#### What this task involves
Look through the listing below for the word "flat" and copy every line where it occurs.

#### Dataset entries
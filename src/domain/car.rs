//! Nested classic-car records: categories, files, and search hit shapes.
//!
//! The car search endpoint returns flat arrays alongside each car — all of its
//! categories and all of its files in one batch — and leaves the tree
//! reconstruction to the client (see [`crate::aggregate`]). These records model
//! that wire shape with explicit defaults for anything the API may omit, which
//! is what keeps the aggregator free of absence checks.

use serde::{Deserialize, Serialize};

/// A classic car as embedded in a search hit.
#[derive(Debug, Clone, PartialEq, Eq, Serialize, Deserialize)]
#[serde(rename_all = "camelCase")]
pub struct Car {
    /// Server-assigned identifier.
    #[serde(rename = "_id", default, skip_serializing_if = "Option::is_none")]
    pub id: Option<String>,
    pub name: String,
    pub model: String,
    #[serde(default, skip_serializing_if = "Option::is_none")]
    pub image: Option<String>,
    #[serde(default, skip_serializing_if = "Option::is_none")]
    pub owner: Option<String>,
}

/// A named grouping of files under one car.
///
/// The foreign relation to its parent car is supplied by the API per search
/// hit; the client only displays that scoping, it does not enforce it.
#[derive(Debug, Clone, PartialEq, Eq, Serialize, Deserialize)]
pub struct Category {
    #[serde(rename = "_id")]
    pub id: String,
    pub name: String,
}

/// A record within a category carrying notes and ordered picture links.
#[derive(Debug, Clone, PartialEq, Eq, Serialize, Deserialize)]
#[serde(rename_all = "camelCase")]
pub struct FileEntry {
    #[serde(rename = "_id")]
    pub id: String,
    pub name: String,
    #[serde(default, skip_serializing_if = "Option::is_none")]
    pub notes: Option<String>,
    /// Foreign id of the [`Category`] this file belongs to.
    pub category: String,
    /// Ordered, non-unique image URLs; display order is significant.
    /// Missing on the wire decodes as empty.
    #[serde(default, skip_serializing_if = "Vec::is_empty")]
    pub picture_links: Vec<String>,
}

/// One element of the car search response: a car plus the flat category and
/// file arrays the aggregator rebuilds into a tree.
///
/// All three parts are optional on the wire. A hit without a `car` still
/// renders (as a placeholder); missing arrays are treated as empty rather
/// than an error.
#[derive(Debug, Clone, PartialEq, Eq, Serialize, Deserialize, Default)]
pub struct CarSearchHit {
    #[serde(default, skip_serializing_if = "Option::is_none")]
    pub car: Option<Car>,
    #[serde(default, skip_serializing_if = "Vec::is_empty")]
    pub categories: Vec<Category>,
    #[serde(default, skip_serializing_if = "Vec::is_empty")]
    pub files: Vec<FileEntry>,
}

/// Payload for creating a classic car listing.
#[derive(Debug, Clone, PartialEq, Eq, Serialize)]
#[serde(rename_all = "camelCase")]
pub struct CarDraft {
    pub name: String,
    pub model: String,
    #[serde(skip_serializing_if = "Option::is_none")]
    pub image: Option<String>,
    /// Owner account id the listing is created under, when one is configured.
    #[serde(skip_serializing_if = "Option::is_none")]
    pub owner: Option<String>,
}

#### Solved problem
//! The car search endpoint returns flat arrays alongside each car — all of its
/// One element of the car search response: a car plus the flat category and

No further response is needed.